83      Ainsi, au vu des circonstances de l’espèce, l’arrêt de Krajský soud v Hradci Králové (cour régionale de Hradec Králové) doit être déclaré recevable dans la mesure où il est invoqué par l’intervenante uniquement pour corroborer la conclusion de la chambre de recours selon laquelle il n’a pas été démontré que Jiří Rathouský était l’auteur du logo prim.

84      Partant, au vu des considérations qui précèdent, il y a lieu de rejeter le troisième moyen.

85      Dans la mesure où les premier, troisième et quatrième moyens dirigés contre le deuxième pilier de la décision attaquée ne sont pas fondés et que ledit pilier est de nature à justifier, à lui seul, le dispositif de la décision attaquée, il convient de rejeter, au vu de la jurisprudence citée au point 19 ci-dessus, les deuxième et cinquième moyens comme étant inopérants, dès lors que l’examen des deuxième et cinquième moyens, à supposer même qu’ils soient fondés, ne peut que demeurer sans incidence sur la légalité de la décision attaquée. Il résulte de l’ensemble de ce qui précède que le recours doit être rejeté dans son intégralité.

 Sur les dépens

86      Aux termes de l’article 134, paragraphe 1, du règlement de procédure du Tribunal, toute partie qui succombe est condamnée aux dépens, s’il est conclu en ce sens. Les requérants ayant succombé, il y a lieu de les condamner aux dépens exposés par l’EUIPO, conformément aux conclusions de ce dernier.

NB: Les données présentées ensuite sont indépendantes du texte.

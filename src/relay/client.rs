// SPDX-License-Identifier: AGPL-3.0-or-later
//
// Copyright (C) 2026 Veilpay

//! Relay capability contract.
//!
//! The privacy-pool relay is an opaque external collaborator. It exposes
//! four primitives (session reset, deposit, withdraw, balance query) and
//! may memoize derived proof state keyed by owner identity, which is why
//! `reset_session` must precede every other call.

use async_trait::async_trait;
use serde::{Deserialize, Serialize};
use utoipa::ToSchema;

use crate::engine::identity::OwnerIdentity;

/// Errors raised by the relay capability.
#[derive(Debug, thiserror::Error)]
pub enum RelayError {
    /// The relay has not observed the funding transfer yet. Transient;
    /// safe to retry after a short delay.
    #[error("relay has not observed the funding transfer yet")]
    NotYetSynced,

    /// The relay reported an insufficient balance at the ledger level.
    #[error("insufficient ledger balance reported by relay")]
    InsufficientLedgerFunds,

    /// Any other relay-side rejection, message passed through verbatim.
    #[error("relay error: {0}")]
    Service(String),

    #[error("relay unreachable: {0}")]
    Transport(String),
}

/// Classify a relay error message into the taxonomy above.
///
/// The relay does not expose structured error codes, so known conditions
/// are matched on substrings. Kept in one place so a structured code can
/// replace it without touching the orchestrators.
pub fn classify_relay_error(message: &str) -> RelayError {
    let lower = message.to_ascii_lowercase();
    if lower.contains("no prior credit") || lower.contains("not observed") {
        RelayError::NotYetSynced
    } else if lower.contains("insufficient balance") || lower.contains("insufficient funds") {
        RelayError::InsufficientLedgerFunds
    } else {
        RelayError::Service(message.to_string())
    }
}

/// Receipt returned by a successful pool deposit.
#[derive(Debug, Clone, Deserialize)]
pub struct DepositReceipt {
    /// Relay-reported transaction identifier.
    pub transaction_id: String,
    /// Pool balance after the deposit, in base units.
    pub pool_balance: u64,
}

/// Receipt returned by a successful pool withdrawal.
#[derive(Debug, Clone, Serialize, Deserialize, ToSchema)]
pub struct WithdrawalReceipt {
    /// Relay-reported transaction identifier.
    pub transaction_id: String,
    /// The destination address the relay paid.
    pub recipient_address: String,
    /// Amount actually settled, in base units.
    pub amount_settled: u64,
    /// Fee the relay charged, in base units.
    pub fee_charged: u64,
    /// True when the relay settled less than the requested amount
    /// (e.g., pool liquidity fragmentation).
    pub is_partial: bool,
}

/// Capability contract for the privacy-pool relay service.
#[async_trait]
pub trait RelayClient: Send + Sync {
    /// Discard any cached session/proof state for the owner identity.
    /// Must precede every other call with the same identity.
    async fn reset_session(&self, owner: &OwnerIdentity) -> Result<(), RelayError>;

    /// Credit the pool with `amount` base units. Fails with
    /// [`RelayError::NotYetSynced`] if the funding transfer is not yet
    /// visible to the relay.
    async fn deposit(
        &self,
        owner: &OwnerIdentity,
        amount: u64,
    ) -> Result<DepositReceipt, RelayError>;

    /// Pay `amount` base units from the pool to `recipient_address`.
    async fn withdraw(
        &self,
        owner: &OwnerIdentity,
        recipient_address: &str,
        amount: u64,
    ) -> Result<WithdrawalReceipt, RelayError>;

    /// Current pool balance for the owner identity, in base units.
    async fn get_pool_balance(&self, owner: &OwnerIdentity) -> Result<u64, RelayError>;
}

#[cfg(test)]
mod tests {
    use super::*;

    #[test]
    fn classifies_unsynced_messages() {
        assert!(matches!(
            classify_relay_error("No prior credit observed for this identity"),
            RelayError::NotYetSynced
        ));
        assert!(matches!(
            classify_relay_error("funding transfer not observed on chain"),
            RelayError::NotYetSynced
        ));
    }

    #[test]
    fn classifies_ledger_insufficiency() {
        assert!(matches!(
            classify_relay_error("Insufficient balance at the ledger level"),
            RelayError::InsufficientLedgerFunds
        ));
    }

    #[test]
    fn passes_unknown_messages_through_verbatim() {
        match classify_relay_error("proof verification failed") {
            RelayError::Service(msg) => assert_eq!(msg, "proof verification failed"),
            other => panic!("unexpected classification: {other:?}"),
        }
    }
}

87      L’intervenante n’ayant pas conclu à ce que les requérants soient condamnés aux dépens, elle supportera, conformément à l’article 138, paragraphe 3, du règlement de procédure, ses propres dépens.

Par ces motifs,

LE TRIBUNAL (deuxième chambre)

déclare et arrête :

1)      Le recours est rejeté.

2)      Mme Hana Jareš Procházková et M. Antonín Jareš sont condamnés à supporter leurs propres dépens ainsi que ceux de l’Office de l’Union européenne pour la propriété intellectuelle (EUIPO).

3)      Elton Hodinářská a.s. supportera ses propres dépens.

Tomljenović

Schalin

Nõmm

Ainsi prononcé en audience publique à Luxembourg, le 20 janvier 2021.

Signatures


*      Langue de procédure : le tchèque.